Heat wave enflames fire season | SierraSun.com

Heat wave enflames fire season

A heat wave expected on Wednesday will worsen western Nevada County fire conditions that already are deemed as dangerous as in mid-summer.

The National Weather Service Monday said an unusual high pressure system will boost temperatures into the 80s and 90s Wednesday through Sunday. Wind gusts up to 20 mph on Wednesday will only add to what is shaping up to be a long and arduous fire season in Northern California.

“We’ve already seen a number of debris (fire) escapes,” said Tim Fike, chief of the Nevada County Consolidated Fire District.

“We had a two-acre fire two weeks ago that got into the canopy of the Ponderosa pines” on New Bloomfield Road just above Nevada City. “We shouldn’t see that this early.

“Any winds will dry things out quicker, and when we hit the 90s, it will be only worse,” Fike said. “It just feels like we’re a month ahead of normal.”

A fuels moisture report issued last week showed regular water levels for chemise shrubs, but manzanita is already at July dryness conditions, Fike said. The unexpected freeze in late April added to the danger by killing the manzanita plant tips.

The report also said large logs down on the forest floor are at a 14 percent water content scale now, and 11 percent is considered “kiln-dry,” Fike said.

Under the dry conditions, the California Department of Forestry and Fire Protection’s annual fire season staffing and equipment buildup was launched Monday.

The CalFire planes that battle blazes out of the Nevada County Airport will not be here until June 15, but fire stations are starting to build up staff, according to Brad Harris, chief of the agency’s Nevada-Yuba-Placer unit. He said rural homeowners’ protection is paramount this year.

“CalFire cannot stress enough that now is the time for all California residents to take action,” Harris said.

“Create defensible space around your homes, become involved in your local Fire Safe Council and be extra careful when recreating in our wildlands this summer.”

The defensible space law of 100 feet around rural homes will be enforced this summer, according to Nevada County Supervisor and former firefighter Hank Weston.

“The governor is getting serious,” Weston said of the governor’s announcement to stress fire prevention to the public.

“He’s told (CalFire) no messing around with that 100-foot requirement,” Weston said. “If they show up on the second inspection, and you haven’t done anything, they’ll cite you.”

The requirement calls for 100 feet of clearance of flammable vegetation from around a structure, according to Joanne Drummond, executive director of the Fire Safe Council of Nevada County.
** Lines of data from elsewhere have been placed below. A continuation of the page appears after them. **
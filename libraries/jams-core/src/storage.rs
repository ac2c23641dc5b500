//! Key-value storage trait for the persistence core

use crate::error::Result;

/// Namespaced key-value storage.
///
/// This trait abstracts the browser-local-storage analogue the stores
/// persist into: string keys, string values, synchronous write-through.
/// Implementations must be usable behind a shared handle so the session
/// and playlist stores can write to the same backend.
pub trait KeyValueStore: Send + Sync {
    /// Read the value stored under `key`, if any
    fn get(&self, key: &str) -> Result<Option<String>>;

    /// Store `value` under `key`, replacing any previous value
    fn set(&self, key: &str, value: &str) -> Result<()>;

    /// Remove the value stored under `key`; removing an absent key is not
    /// an error
    fn remove(&self, key: &str) -> Result<()>;

    /// Read and JSON-decode the record stored under `key`
    fn get_json<T: serde::de::DeserializeOwned>(&self, key: &str) -> Result<Option<T>>
    where
        Self: Sized,
    {
        match self.get(key)? {
            Some(raw) => Ok(Some(serde_json::from_str(&raw)?)),
            None => Ok(None),
        }
    }

    /// JSON-encode `value` and store it under `key`
    fn set_json<T: serde::Serialize>(&self, key: &str, value: &T) -> Result<()>
    where
        Self: Sized,
    {
        let raw = serde_json::to_string(value)?;
        self.set(key, &raw)
    }
}

/// Blanket forwarding so `Arc<dyn KeyValueStore>` and friends satisfy the
/// trait bound without re-wrapping
impl<S: KeyValueStore + ?Sized> KeyValueStore for std::sync::Arc<S> {
    fn get(&self, key: &str) -> Result<Option<String>> {
        (**self).get(key)
    }

    fn set(&self, key: &str, value: &str) -> Result<()> {
        (**self).set(key, value)
    }

    fn remove(&self, key: &str) -> Result<()> {
        (**self).remove(key)
    }
}
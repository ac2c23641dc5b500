/// ID types for Aux Jams entities
use serde::{Deserialize, Serialize};
use std::fmt;
use uuid::Uuid;

/// User identifier
#[derive(Debug, Clone, PartialEq, Eq, Hash, Serialize, Deserialize)]
#[serde(transparent)]
pub struct UserId(String);

impl UserId {
    /// Create a new user ID
    pub fn new(id: impl Into<String>) -> Self {
        Self(id.into())
    }

    /// Generate a new random user ID
    pub fn generate() -> Self {
        Self(Uuid::new_v4().to_string())
    }

    /// Get the inner string
    pub fn as_str(&self) -> &str {
        &self.0
    }
}

impl fmt::Display for UserId {
    fn fmt(&self, f: &mut fmt::Formatter<'_>) -> fmt::Result {
        write!(f, "{}", self.0)
    }
}

/// Playlist identifier
#[derive(Debug, Clone, PartialEq, Eq, Hash, Serialize, Deserialize)]
#[serde(transparent)]
pub struct PlaylistId(String);

impl PlaylistId {
    /// Create a new playlist ID
    pub fn new(id: impl Into<String>) -> Self {
        Self(id.into())
    }

    /// Generate a new random playlist ID
    pub fn generate() -> Self {
        Self(Uuid::new_v4().to_string())
    }

    /// Get the inner string
    pub fn as_str(&self) -> &str {
        &self.0
    }
}

impl fmt::Display for PlaylistId {
    fn fmt(&self, f: &mut fmt::Formatter<'_>) -> fmt::Result {
        write!(f, "{}", self.0)
    }
}

/// Song identifier
#[derive(Debug, Clone, PartialEq, Eq, Hash, Serialize, Deserialize)]
#[serde(transparent)]
pub struct SongId(String);

impl SongId {
    /// Create a new song ID
    pub fn new(id: impl Into<String>) -> Self {
        Self(id.into())
    }

    /// Generate a new random song ID
    pub fn generate() -> Self {
        Self(Uuid::new_v4().to_string())
    }

    /// Get the inner string
    pub fn as_str(&self) -> &str {
        &self.0
    }
}

impl fmt::Display for SongId {
    fn fmt(&self, f: &mut fmt::Formatter<'_>) -> fmt::Result {
        write!(f, "{}", self.0)
    }
}

#[cfg(test)]
mod tests {
    use super::*;

    #[test]
    fn generated_ids_are_unique() {
        assert_ne!(UserId::generate(), UserId::generate());
        assert_ne!(PlaylistId::generate(), PlaylistId::generate());
        assert_ne!(SongId::generate(), SongId::generate());
    }

    #[test]
    fn ids_serialize_as_plain_strings() {
        let id = PlaylistId::new("aux-main");
        let json = serde_json::to_string(&id).unwrap();
        assert_eq!(json, "\"aux-main\"");
    }
}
“That does not mean a ring of bare dirt,” Drummond said, but it does mean removing manzanita and other low-growing vegetation that can burn. Limbs hanging over buildings should also be trimmed, she said.

If you go to the Yuba River or other area streams this week to escape the heat, another danger awaits, according to the National Weather Service.

Streams already running strong and cold from the spring snowpack runoff are expected to become swifter because of the heat wave.